On a national scale:

- in the years 1940–1942, approximately 100–200 death sentences were carried out.
- In the period from January 1943 to June 1944, 2,015 agents and informants were executed under WSS sentences (1,246 in 1943 and 769 in the first half of 1944). These data do not include April 1943 (no data).
- From July 1944 to January 1945 (the Home Army was disbanded on January 19, 1945) – several dozen sentences (not including the Warsaw Uprising, during which at least 51 death sentences were issued, of which about 35 were executed).

Civilian Special Courts issued approximately 100-200 death sentences.

During World War II, underground courts in Poland considered about 5,000 cases. They issued 3,000–3,500 death sentences, of which about 2,500 were executed. The main charge for which the courts convicted the accused was informing, but also ordinary banditry, for which the Home Army executed 695 criminals in 1943 alone.

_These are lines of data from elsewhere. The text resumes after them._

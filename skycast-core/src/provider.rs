use crate::{
    Config, CurationError, NewsArticle,
    model::{Coordinates, CurrentWeather, ForecastDay},
    provider::{newsapi::NewsApiClient, nominatim::NominatimGeocoder, openweather::OpenWeatherClient},
    settings::{NewsCategory, Unit},
};
use async_trait::async_trait;
use std::{convert::TryFrom, fmt::Debug};

pub mod newsapi;
pub mod nominatim;
pub mod openweather;

/// Providers that need a credential.
#[derive(Debug, Clone, Copy, PartialEq, Eq, Hash)]
pub enum ProviderId {
    OpenWeather,
    NewsApi,
}

impl ProviderId {
    pub fn as_str(&self) -> &'static str {
        match self {
            ProviderId::OpenWeather => "openweather",
            ProviderId::NewsApi => "newsapi",
        }
    }

    pub const fn all() -> &'static [ProviderId] {
        &[ProviderId::OpenWeather, ProviderId::NewsApi]
    }

    /// Environment variable that overrides the configured key.
    pub fn env_var(&self) -> &'static str {
        match self {
            ProviderId::OpenWeather => "SKYCAST_OPENWEATHER_API_KEY",
            ProviderId::NewsApi => "SKYCAST_NEWSAPI_API_KEY",
        }
    }
}

impl std::fmt::Display for ProviderId {
    fn fmt(&self, f: &mut std::fmt::Formatter<'_>) -> std::fmt::Result {
        f.write_str(self.as_str())
    }
}

impl TryFrom<&str> for ProviderId {
    type Error = anyhow::Error;

    fn try_from(value: &str) -> Result<Self, Self::Error> {
        let lower = value.to_lowercase();

        match lower.as_str() {
            "openweather" => Ok(ProviderId::OpenWeather),
            "newsapi" => Ok(ProviderId::NewsApi),
            _ => Err(anyhow::anyhow!(
                "Unknown provider '{value}'. Supported providers: openweather, newsapi."
            )),
        }
    }
}

/// Current conditions and forecast for a position.
#[async_trait]
pub trait WeatherSource: Send + Sync + Debug {
    async fn fetch_current(
        &self,
        coords: Coordinates,
        unit: Unit,
    ) -> Result<CurrentWeather, CurationError>;

    async fn fetch_forecast(
        &self,
        coords: Coordinates,
        unit: Unit,
    ) -> Result<Vec<ForecastDay>, CurationError>;
}

/// Raw top headlines, normalized but not yet curated.
#[async_trait]
pub trait NewsSource: Send + Sync + Debug {
    async fn top_headlines(
        &self,
        country_code: &str,
        category: Option<NewsCategory>,
    ) -> Result<Vec<NewsArticle>, CurationError>;
}

/// Build the weather client from config.
///
/// A missing key is not an error here: the client reports
/// [`CurationError::MissingCredential`] when it is asked to fetch.
pub fn weather_client_from_config(config: &Config) -> OpenWeatherClient {
    let api_key = config.provider_api_key(ProviderId::OpenWeather).unwrap_or_default();
    if api_key.is_empty() {
        tracing::warn!("No API key configured for provider '{}'", ProviderId::OpenWeather);
    }

    let client = OpenWeatherClient::new(api_key.to_owned());
    match config.provider_base_url(ProviderId::OpenWeather) {
        Some(url) => client.with_base_url(url),
        None => client,
    }
}

/// Build the news client from config; see [`weather_client_from_config`].
pub fn news_client_from_config(config: &Config) -> NewsApiClient {
    let api_key = config.provider_api_key(ProviderId::NewsApi).unwrap_or_default();
    if api_key.is_empty() {
        tracing::warn!("No API key configured for provider '{}'", ProviderId::NewsApi);
    }

    let client = NewsApiClient::new(api_key.to_owned()).with_page_size(config.news.page_size);
    match config.provider_base_url(ProviderId::NewsApi) {
        Some(url) => client.with_base_url(url),
        None => client,
    }
}

pub fn geocoder_from_config(config: &Config) -> anyhow::Result<NominatimGeocoder> {
    let geocoder = NominatimGeocoder::new()?;
    Ok(match &config.location.geocoder_url {
        Some(url) => geocoder.with_base_url(url),
        None => geocoder,
    })
}

fn truncate_body(body: &str) -> String {
    const MAX: usize = 200;
    if body.len() > MAX {
        let mut end = MAX;
        while !body.is_char_boundary(end) {
            end -= 1;
        }
        format!("{}...", &body[..end])
    } else {
        body.to_string()
    }
}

A number of WSS convictions were overturned and those convicted after the war were rehabilitated.

== Bibliography ==
- Kowalski, Paweł (2012). "Wojskowy Sąd Specjalny Komendy Okręgu Pomorze Armii Krajowej"
- Kania, Leszek (2010). "Organizacja i funkcjonowanie podziemnego wymiaru sprawiedliwości na Wileńszczyźnie w latach II wojny światowej (1940-1945)"
- B. Szyprowski, Prokurator w sądownictwie Polskiego Państwa Podziemnego, "Wojskowy Przegląd Prawniczy" 2012, no. 1–2, pp. 3–23.